Recently, this conserved mechanism of horizontal gene transfer by TFP competence pili during NT has been revealed in Vibrio cholerae (Ellison et al., 2018). The surface pili directly binding to DNA via their tips and then internalizing DNA through retraction could be observed using fluorescent probes. It is likely that similar processes occur during DNA uptake in Synechocystis. Besides TFP, NT of Synechocystis is also affected by the physiological factors, including phase of cell growth, foreign DNA concentration and incubation time of cells and DNA (Zang et al., 2007).
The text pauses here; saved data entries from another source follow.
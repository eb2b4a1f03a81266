use std::sync::atomic::{AtomicU64, Ordering};

use serde::{Deserialize, Serialize};

use crate::llm::types::Role;

static LAST_ID: AtomicU64 = AtomicU64::new(0);

/// Timestamp-derived message id, strictly increasing within the process.
/// Two ids minted in the same millisecond still differ.
#[derive(Debug, Clone, Copy, PartialEq, Eq, Hash, PartialOrd, Ord, Serialize, Deserialize)]
#[serde(transparent)]
pub struct MessageId(u64);

impl MessageId {
    pub fn next() -> Self {
        let now = u64::try_from(chrono::Utc::now().timestamp_millis()).unwrap_or(0);
        let mut prev = LAST_ID.load(Ordering::Relaxed);
        loop {
            let candidate = now.max(prev + 1);
            match LAST_ID.compare_exchange_weak(prev, candidate, Ordering::Relaxed, Ordering::Relaxed) {
                Ok(_) => return Self(candidate),
                Err(actual) => prev = actual,
            }
        }
    }

}

impl std::fmt::Display for MessageId {
    fn fmt(&self, f: &mut std::fmt::Formatter<'_>) -> std::fmt::Result {
        write!(f, "{}", self.0)
    }
}

impl std::str::FromStr for MessageId {
    type Err = std::num::ParseIntError;

    fn from_str(s: &str) -> Result<Self, Self::Err> {
        s.trim().parse().map(Self)
    }
}

/// Function call being drafted on an assistant turn.
#[derive(Debug, Clone, Default, PartialEq, Eq, Serialize, Deserialize)]
pub struct FunctionCallDraft {
    pub function_json: String,
    pub function_response: String,
}

/// Role plus the fields only that role carries.
#[derive(Debug, Clone, PartialEq, Eq, Serialize, Deserialize)]
#[serde(tag = "role", rename_all = "snake_case")]
pub enum MessageBody {
    User,
    System,
    Assistant {
        #[serde(default, skip_serializing_if = "Option::is_none")]
        function: Option<FunctionCallDraft>,
    },
    Function {
        name: String,
    },
}

impl MessageBody {
    pub fn role(&self) -> Role {
        match self {
            Self::User => Role::User,
            Self::System => Role::System,
            Self::Assistant { .. } => Role::Assistant,
            Self::Function { .. } => Role::Function,
        }
    }
}

#[derive(Debug, Clone, PartialEq, Serialize, Deserialize)]
pub struct Message {
    pub id: MessageId,
    #[serde(flatten)]
    pub body: MessageBody,
    /// What is currently displayed: either `original_content` or its JSON view.
    pub content: String,
    /// Canonical text, fixed at creation.
    pub original_content: String,
    #[serde(default)]
    pub is_disliked: bool,
    #[serde(default)]
    pub is_json: bool,
    pub created_at: chrono::DateTime<chrono::Utc>,
}

impl Message {
    fn with_body(body: MessageBody, text: impl Into<String>) -> Self {
        let text = text.into();
        Self {
            id: MessageId::next(),
            body,
            content: text.clone(),
            original_content: text,
            is_disliked: false,
            is_json: false,
            created_at: chrono::Utc::now(),
        }
    }

    pub fn user(text: impl Into<String>) -> Self {
        Self::with_body(MessageBody::User, text)
    }

    pub fn assistant(text: impl Into<String>) -> Self {
        Self::with_body(MessageBody::Assistant { function: None }, text)
    }

    pub fn system(text: impl Into<String>) -> Self {
        Self::with_body(MessageBody::System, text)
    }

    pub fn function(name: impl Into<String>, text: impl Into<String>) -> Self {
        Self::with_body(MessageBody::Function { name: name.into() }, text)
    }

    pub fn role(&self) -> Role {
        self.body.role()
    }

    /// Same message under a freshly minted id.
    pub fn renumbered(&self) -> Self {
        Self {
            id: MessageId::next(),
            ..self.clone()
        }
    }

    pub fn function_json(&self) -> Option<&str> {
        match &self.body {
            MessageBody::Assistant { function: Some(draft) } => Some(draft.function_json.as_str()),
            _ => None,
        }
    }

    pub fn function_response(&self) -> Option<&str> {
        match &self.body {
            MessageBody::Assistant { function: Some(draft) } => Some(draft.function_response.as_str()),
            _ => None,
        }
    }

    /// Draft slot of an assistant turn, created empty on first use.
    /// `None` for every other role.
    pub(crate) fn function_draft_mut(&mut self) -> Option<&mut FunctionCallDraft> {
        match &mut self.body {
            MessageBody::Assistant { function } => Some(function.get_or_insert_with(Default::default)),
            _ => None,
        }
    }

    /// Pretty-printed `{role, content: original_content}` shown by the JSON view.
    pub fn json_view(&self) -> String {
        let view = JsonView {
            role: self.role(),
            content: &self.original_content,
        };
        serde_json::to_string_pretty(&view).unwrap_or_else(|_| self.original_content.clone())
    }
}

#[derive(Serialize)]
struct JsonView<'a> {
    role: Role,
    content: &'a str,
}

#[cfg(test)]
mod tests {
    use super::*;

    #[test]
    fn ids_are_unique_when_minted_together() {
        let ids: Vec<MessageId> = (0..1000).map(|_| MessageId::next()).collect();
        for pair in ids.windows(2) {
            assert!(pair[0] < pair[1]);
        }
    }

    #[test]
    fn ids_parse_back_from_their_display_form() {
        let id = MessageId::next();
        assert_eq!(id.to_string().parse::<MessageId>().unwrap(), id);
        assert!("abc".parse::<MessageId>().is_err());
    }

    #[test]
    fn json_view_uses_two_space_indent() {
        let msg = Message::user("Hello");
        assert_eq!(
            msg.json_view(),
            "{\n  \"role\": \"user\",\n  \"content\": \"Hello\"\n}"
        );
    }

    #[test]
    fn function_fields_only_on_assistant() {
        let mut user = Message::user("hi");
        assert!(user.function_draft_mut().is_none());
        assert_eq!(user.function_json(), None);

        let mut assistant = Message::assistant("ok");
        assert_eq!(assistant.function_json(), None);
        assistant.function_draft_mut().unwrap().function_json = "{}".into();
        assert_eq!(assistant.function_json(), Some("{}"));
        assert_eq!(assistant.function_response(), Some(""));
    }

    #[test]
    fn serializes_role_tag_inline() {
        let msg = Message::function("get_weather", "{\"temp\": 20}");
        let value = serde_json::to_value(&msg).unwrap();
        assert_eq!(value["role"], "function");
        assert_eq!(value["name"], "get_weather");

        let back: Message = serde_json::from_value(value).unwrap();
        assert_eq!(back, msg);
    }

    #[test]
    fn renumbered_keeps_everything_but_id() {
        let msg = Message::assistant("answer");
        let copy = msg.renumbered();
        assert_ne!(copy.id, msg.id);
        assert_eq!(copy.content, msg.content);
        assert_eq!(copy.body, msg.body);
    }
}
Genome analysis deciphered that pilus structural and assembly proteins and Com proteins are highly conserved across the known species of competent cyanobacteria species (Wendt and Pakrasi, 2019). For instance, the introduction of TFP assembly protein PilN from Synechococcus elongatus PCC 7942 into S. elongatus UTEX 2973 successfully recovered its natural transformability (Li et al., 2018). Whereas, mutants defective in comF were not transformable, confirming its role in natural transformation. The transcripts of comA in such mutants was not significantly affected, indicating an alternative pathway independent of ComA may exist in Synechocystis (Nakasugi et al., 2006). Therefore, to a large extent, the presence of these conserved proteins may explain why some cyanobacterial species are naturally competent whereas others are not.
Metal Utilization
Being considered as microbial nanowires, TFP may enable metal acquisition for microbial cells and facilitate electron donation to extracellular electron acceptors in some bacteria such as Shewanella oneidensis MR–1 (Gorby et al., 2006). Nevertheless, Pirbadian et al. (2014) found that S. oneidensis does not produce conductive pili. Recently, it was revealed that microbial nanowires in G. sulfurreducens that were earlier thought to be TFP were assembled by polymerized chains of the hexaheme cytochrome OmcS (Wang et al., 2019). Later, Lovley and Walker (2019) evaluate the available evidence on the in vivo expression of electrically conductive pili and OmcS filaments and support that both of these two proteins are required for electron transfer in G. sulfurreducens. Electrically conductive Synechocystis nanowires have also been investigated using scanning tunneling microscopy (Gorby et al., 2006) and subsequently conductive atomic force microscopy (Sure et al., 2015). Further evidences should be provided to determine whether nanowires in this strain are assembled by PilA1. In addition, Synechocystis ΔpilA1 mutants exhibit slower growth rates than wild type on oxidized iron minerals, indicating the role of PilA1 in electron transport to iron oxides. Physiological and spectroscopic data suggested the role of Synechocystis PilA1 in oxidization of iron minerals (Lamb et al., 2014), enhancement of manganese acquisition (Lamb and Hohmann-Marriott, 2017) and non-metallic element arsenic deposition (Sure et al., 2016).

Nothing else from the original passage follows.